Saham tersandung karena pedagang obligasi beralih ke data pekerjaan
Business News

Saham tersandung karena pedagang obligasi beralih ke data pekerjaan

SYDNEY: Saham Asia goyah dan mata uang yang sensitif terhadap risiko di kawasan itu merosot pada hari Jumat karena investor bertaruh inflasi akan mendorong kenaikan suku bunga AS tahun depan, bahkan dengan varian virus corona Omicron baru yang mengaburkan prospek.

S&P 500 berjangka diperdagangkan sedikit di bawah datar pada sore hari di Hong Kong, memulihkan penurunan yang lebih besar sebelumnya ketika berita bahwa raksasa ride-hailing China Didi akan dihapus dari daftar di New York menghidupkan kembali kekhawatiran regulasi geopolitik dan teknologi.

Indeks MSCI dari saham Asia Pasifik di luar Jepang turun 0,4%. Nikkei Jepang menyentuh level terendah dua bulan dan ditetapkan untuk penurunan mingguan 3%.

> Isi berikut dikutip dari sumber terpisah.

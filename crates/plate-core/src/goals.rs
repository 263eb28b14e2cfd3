//! Progress against daily nutrient goals.

use std::fmt;

use crate::{Error, Result, history::DailyMacroTotals};

/// Ratio of `current` to `goal`, capped at 1.
///
/// Fails with [`Error::InvalidGoal`] when `goal` is not a positive number and
/// with [`Error::InvalidInput`] when `current` is negative or not finite.
pub fn progress(current: f64, goal: f64) -> Result<f64> {
  if !goal.is_finite() || goal <= 0.0 {
    return Err(Error::InvalidGoal(goal));
  }
  if !current.is_finite() || current < 0.0 {
    return Err(Error::InvalidInput(format!(
      "current value must be a non-negative number, got {current}"
    )));
  }
  Ok((current / goal).min(1.0))
}

// ─── Nutrient ────────────────────────────────────────────────────────────────

/// A nutrient that can carry a goal.
#[derive(Debug, Clone, PartialEq, Eq, Hash)]
pub enum Nutrient {
  Energy,
  Protein,
  Carbohydrate,
  Fat,
  /// Any nutrient not modelled above, measured in grams.
  Custom(String),
}

impl Nutrient {
  pub fn label(&self) -> &str {
    match self {
      Self::Energy => "Calories",
      Self::Protein => "Protein",
      Self::Carbohydrate => "Carbs",
      Self::Fat => "Fat",
      Self::Custom(name) => name,
    }
  }

  pub fn unit(&self) -> &'static str {
    match self {
      Self::Energy => "kcal",
      _ => "g",
    }
  }
}

impl fmt::Display for Nutrient {
  fn fmt(&self, f: &mut fmt::Formatter<'_>) -> fmt::Result {
    f.write_str(self.label())
  }
}

// ─── Goals ───────────────────────────────────────────────────────────────────

/// A current-versus-goal pair for one nutrient.
#[derive(Debug, Clone, PartialEq)]
pub struct NutrientGoal {
  pub nutrient: Nutrient,
  pub current:  f64,
  pub goal:     f64,
}

impl NutrientGoal {
  pub fn new(nutrient: Nutrient, current: f64, goal: f64) -> Self {
    Self { nutrient, current, goal }
  }

  pub fn progress(&self) -> Result<f64> { progress(self.current, self.goal) }
}

/// The outcome for one goal in [`track`].
#[derive(Debug, Clone, PartialEq)]
pub struct GoalProgress {
  pub goal:  NutrientGoal,
  pub ratio: Result<f64>,
}

/// Evaluate every goal independently, preserving input order.
///
/// An invalid goal yields an error in its own slot and leaves the others
/// untouched.
pub fn track(goals: impl IntoIterator<Item = NutrientGoal>) -> Vec<GoalProgress> {
  goals
    .into_iter()
    .map(|goal| {
      let ratio = goal.progress();
      GoalProgress { goal, ratio }
    })
    .collect()
}

/// Daily targets for the nutrients a day's totals carry.
#[derive(Debug, Clone, Copy, PartialEq)]
pub struct DailyGoals {
  pub energy_kcal:    f64,
  pub protein_g:      f64,
  pub carbohydrate_g: f64,
  /// Fat is only tracked when a goal is set, since it is an estimate.
  pub fat_g:          Option<f64>,
}

impl Default for DailyGoals {
  fn default() -> Self {
    Self {
      energy_kcal:    2000.0,
      protein_g:      160.0,
      carbohydrate_g: 250.0,
      fat_g:          None,
    }
  }
}

impl DailyGoals {
  /// Pair each goal with the matching total, in the order energy, protein,
  /// carbohydrate, then fat when a fat goal is set.
  pub fn against(&self, totals: &DailyMacroTotals) -> Vec<NutrientGoal> {
    let mut goals = vec![
      NutrientGoal::new(Nutrient::Energy, totals.energy_kcal, self.energy_kcal),
      NutrientGoal::new(Nutrient::Protein, totals.protein_g, self.protein_g),
      NutrientGoal::new(
        Nutrient::Carbohydrate,
        totals.carbohydrate_g,
        self.carbohydrate_g,
      ),
    ];
    if let Some(fat_g) = self.fat_g {
      goals.push(NutrientGoal::new(Nutrient::Fat, totals.fat_g, fat_g));
    }
    goals
  }
}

Dolar Australia yang sensitif terhadap risiko bermain-main dengan level terendah satu tahun dan imbal hasil Treasury dua tahun, yang melacak ekspektasi suku bunga AS jangka pendek, tampaknya akan mencatat lonjakan satu minggu tertajam dalam lebih dari dua tahun.

“Hampir semua orang di The Fed sekarang mengatakan pengurangan perlu dipercepat dan kenaikan suku bunga terjadi jauh lebih cepat dari yang kami duga,” kata ahli strategi global Rabobank Michael Every.

“Perataan kurva yang kita lihat berbicara banyak tentang itu.”

Ketua Federal Reserve Jerome Powell memulai perubahan minggu ini dengan mengatakan bank akan membahas pengurangan yang lebih cepat pada pertemuannya bulan ini, mendorong spekulasi bahwa kenaikan jangka pendek pada akhirnya akan membatasi pertumbuhan di masa depan, inflasi dan akhirnya suku bunga.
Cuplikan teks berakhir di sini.